Justice Nazim Hussain Siddiqui, the latest enabler of justice, recently analyzed his profession’s contribution at the Saarc law assembly of retired and serving jurists, including the maverick — the nation has lost count of how many civil and military rulers he’s kowtowed — Syed Sharifuddin Pirzada.

“The main questions to ponder are whether the benefits of law reach the common man and does the law protect the weak and the vulnerable?” mooted Justice Siddiqui.

“It is to this end that law has to be directed because it is only through law that we can bring about change.” And the arena of change he wants is socio-economic.

“In my humble view, these are the issues that must be addressed without delay.”

Bravo! Encore!

The moral compass of His Lordship points in the right direction. Will he be taking suo-motu notice of blatant human rights violations swarming around him? Of feeble voices drowning in the din of corruption, never to reach his marbled manor of supreme justice on Islamabad’s Constitution Avenue.

“Different forms of government make laws democratical, aristocratical, tyrannical, with a view to their several interests; and these laws which are made by them in their interests, and him who transgresses them, they punish as a breaker of the law and unjust ...”

Sound familiar? Plato penned this wisdom 387 years before the birth of Christ in The Republic “ ... and government must be supposed to have power, the only reasonable conclusion is that everywhere there is one principle of justice, which is the interest of the stronger.”

Up North, in the wilds, now hosting American sleuths of every hue and size, cutting to the chase for Osama Bin Laden, the Frontier Governor, a retired general, is a talking head on ‘Restorative Justice’, solicitously pushing the neo-jirga concept of justice to the world whose salvation in Iftikhar Hussain Shah’s simplistic view lies in its adoption.
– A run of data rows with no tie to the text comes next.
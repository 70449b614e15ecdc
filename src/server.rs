// SPDX-License-Identifier: Parity-7.0.0 OR PolyForm-Noncommercial-1.0.0
/*!
The executing end of the wire.

A [`WireServer`] owns one connection.  Bytes from the client go into
[`handle_commands`](WireServer::handle_commands), which reassembles chunked commands, decodes
them one at a time, and replays each against the backend [`Procs`] in the order the client
serialized them.

Object handles in commands are checked against the server's own tables.  A null,
unknown or generation-mismatched handle is a protocol violation and ends the connection.
A backend failure is not: it is captured by the owning device's error scopes or reported as
an uncaptured error, and the connection carries on.

Backend completions (buffer maps, work-done notifications, device loss, device logs) are
queued and only serialized back to the client after the server's state lock has been released.

```
use gpu_wire::{WireServer, WireDescriptor, ProcTable, NoopSerializer};
use gpu_wire::imp::SoftwareProcs;
use std::sync::Arc;

let server = WireServer::new(
    ProcTable::new(Arc::new(SoftwareProcs::new())),
    Box::new(NoopSerializer),
    WireDescriptor::default(),
);
assert!(!server.is_disconnected());
```
*/

mod dispatch;
mod known_objects;
mod objects;

use crate::callback_queue::CallbackQueue;
use crate::chunked_receiver::ChunkedCommandHandler;
use crate::config::WireDescriptor;
use crate::deserialize_allocator::DeserializeAllocator;
use crate::error::{RequestError, WireError};
use crate::handle::{ObjectHandle, ObjectId, ObjectType};
use crate::procs::{NativeHandle, ProcTable};
use crate::protocol::{Command, ReturnCommand};
use crate::serializer::{ChunkedCommandSerializer, CommandSerializer};
use crate::types::RequestStatus;
use objects::{ServerObject, ServerObjects};
use parking_lot::Mutex;
use std::fmt::Debug;
use std::sync::{Arc, Weak};

struct ServerState {
    receiver: ChunkedCommandHandler,
    allocator: DeserializeAllocator,
    objects: ServerObjects,
}

pub(crate) struct ServerInner {
    procs: ProcTable,
    serializer: ChunkedCommandSerializer,
    state: Mutex<ServerState>,
    completions: CallbackQueue,
}

/// Splits a failed request into its wire status and message.
fn request_status(error: RequestError) -> (RequestStatus, String) {
    match error {
        RequestError::Unavailable(message) => (RequestStatus::Unavailable, message),
        RequestError::Backend(message) => (RequestStatus::Error, message),
        other => (RequestStatus::Error, other.to_string()),
    }
}

impl ServerInner {
    /// Serializes a return command.  A transport failure ends the connection.
    fn send(&self, command: &ReturnCommand<&[u8]>) {
        if let Err(error) = self.serializer.serialize_command(command) {
            tracing::warn!(%error, command = command.name(), "failed to send; disconnecting");
            self.disconnect();
        }
    }

    /// Queues `work` to run once the state lock is free.  Returns a closure suitable for
    /// handing to the backend.
    fn deferred<A: Send + 'static>(
        self: &Arc<Self>,
        work: impl FnOnce(&ServerInner, A) + Send + 'static,
    ) -> impl FnOnce(A) + Send + 'static {
        let weak: Weak<ServerInner> = Arc::downgrade(self);
        move |args| {
            if let Some(inner) = weak.upgrade() {
                let weak = Arc::downgrade(&inner);
                inner.completions.add(move || {
                    if let Some(inner) = weak.upgrade() {
                        work(&inner, args);
                    }
                });
            }
        }
    }

    /// [`deferred`](Self::deferred) for backend callbacks that may fire any number of times.
    fn deferred_each<A: Send + 'static>(
        self: &Arc<Self>,
        work: impl Fn(&ServerInner, A) + Send + Sync + 'static,
    ) -> impl Fn(A) + Send + Sync + 'static {
        let weak: Weak<ServerInner> = Arc::downgrade(self);
        let work = Arc::new(work);
        move |args| {
            if let Some(inner) = weak.upgrade() {
                let weak = Arc::downgrade(&inner);
                let work = work.clone();
                inner.completions.add(move || {
                    if let Some(inner) = weak.upgrade() {
                        work(&inner, args);
                    }
                });
            }
        }
    }

    fn disconnect(&self) {
        if !self.serializer.is_disconnected() {
            tracing::warn!("server disconnecting");
        }
        self.serializer.disconnect();
    }

    fn allocate_instance(&self, handle: ObjectHandle, native: NativeHandle) -> Result<(), WireError> {
        let mut state = self.state.lock();
        let instance = state
            .objects
            .instances
            .allocate(handle, ServerObject::new(handle, ObjectHandle::NULL))?;
        instance.native = Some(native);
        Ok(())
    }
}

impl Drop for ServerInner {
    fn drop(&mut self) {
        let procs = self.procs.get();
        let natives = self.state.get_mut().objects.drain_natives();
        for (object_type, native) in natives {
            procs.release(object_type, native);
        }
    }
}

/// The server end of a connection.
pub struct WireServer {
    inner: Arc<ServerInner>,
}

impl WireServer {
    pub fn new(
        procs: ProcTable,
        serializer: Box<dyn CommandSerializer>,
        descriptor: WireDescriptor,
    ) -> Self {
        WireServer {
            inner: Arc::new(ServerInner {
                procs,
                serializer: ChunkedCommandSerializer::new(serializer),
                state: Mutex::new(ServerState {
                    receiver: ChunkedCommandHandler::new(descriptor.max_command_size),
                    allocator: DeserializeAllocator::new(
                        descriptor.inline_scratch_size,
                        descriptor.max_future_data_size,
                    ),
                    objects: ServerObjects::new(),
                }),
                completions: CallbackQueue::new(),
            }),
        }
    }

    /// The backend slot this server dispatches to.
    pub fn procs(&self) -> &ProcTable {
        &self.inner.procs
    }

    /// Binds a client-reserved instance handle to a native instance.
    pub fn inject_instance(&self, handle: ObjectHandle, native: NativeHandle) -> Result<(), WireError> {
        self.inner.allocate_instance(handle, native)
    }

    /// Decodes and executes every complete command in `bytes`.
    ///
    /// The first decode or dispatch failure disconnects the server and is returned.  Commands
    /// before it have already run.
    pub fn handle_commands(&self, bytes: &[u8]) -> Result<(), WireError> {
        if self.is_disconnected() {
            return Err(WireError::Disconnected);
        }
        let result = {
            let mut guard = self.inner.state.lock();
            let ServerState {
                receiver,
                allocator,
                objects,
            } = &mut *guard;
            receiver.handle_bytes(bytes, |bytes| {
                let command = Command::decode(bytes, allocator)?;
                tracing::trace!(command = command.name(), "dispatching");
                let result = self.inner.execute(allocator, objects, command);
                allocator.reset();
                result
            })
        };
        if let Err(error) = &result {
            tracing::error!(%error, "protocol violation from client");
            self.inner.disconnect();
        }
        self.inner.completions.drain();
        result
    }

    /// Lets the backend deliver finished work and forwards the results.
    pub fn process_events(&self) {
        self.inner.procs.get().process_events();
        self.inner.completions.drain();
    }

    pub fn flush(&self) -> bool {
        self.inner.serializer.flush()
    }

    /// Stops sending and receiving.  Calling this again does nothing.
    pub fn disconnect(&self) {
        self.inner.disconnect();
    }

    pub fn is_disconnected(&self) -> bool {
        self.inner.serializer.is_disconnected()
    }

    /// Native handle behind a client object id, if that object exists and is valid.
    pub fn native_handle(&self, object_type: ObjectType, id: ObjectId) -> Option<NativeHandle> {
        self.inner.state.lock().objects.native(object_type, id)
    }

    /// Number of live objects of `object_type`, error objects included.
    pub fn object_count(&self, object_type: ObjectType) -> usize {
        self.inner.state.lock().objects.count(object_type)
    }
}

impl Debug for WireServer {
    fn fmt(&self, f: &mut std::fmt::Formatter<'_>) -> std::fmt::Result {
        f.debug_struct("WireServer")
            .field("disconnected", &self.is_disconnected())
            .finish_non_exhaustive()
    }
}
Is the Guv pandering to the tribal bigots and the religious semi-illiterates who have already taken the law into their own hands, including the mediaeval ritual of killing their wives and daughters in the name of honour?

“Restorative justice means a process where all the stakeholders affected by a crime have an opportunity to come together to discuss the consequences of the crime and what should be done to correct the wrong.” The murdered women cannot rise from the grave for redress.

Self-appointed spokesman for the silent majority, the FIA (Federal Investigation Authority) Director, Malik Naveed Khan, paints a horrendous picture with the air being rent with voices of victims criminalized by the current legal system, the courts. Such compassion from the lips of the FIA provincial head is awesome.

Well, perhaps, Shahji and Malik Sahib’s jaded jirga idea may find some takers here in America. Old Chief Justice William Rehnquist perhaps needs to invite the buffs to come lecture his corrupt judges. Licit the two may not be in law, never mind that.

Women make equally dishonest judges in America. Justice Marylin Diamond, 63, titled ‘the queen of corruption’, continues to rule in Manhattan’s Supreme Court. She grabbed $1.1 million through a trust that she set up to handle an ailing woman’s legal affairs; she hired an engineer to put her apartment right — that’s okay — except that the same chap then took the stand before her as a witness for a party that won the case, courtesy Diamond. That’s not all; over the years, she sat on judgment on corporate cases in which she and her husband owned stocks.

Can the media in Pakistan frame such exposes? In their dreams, maybe.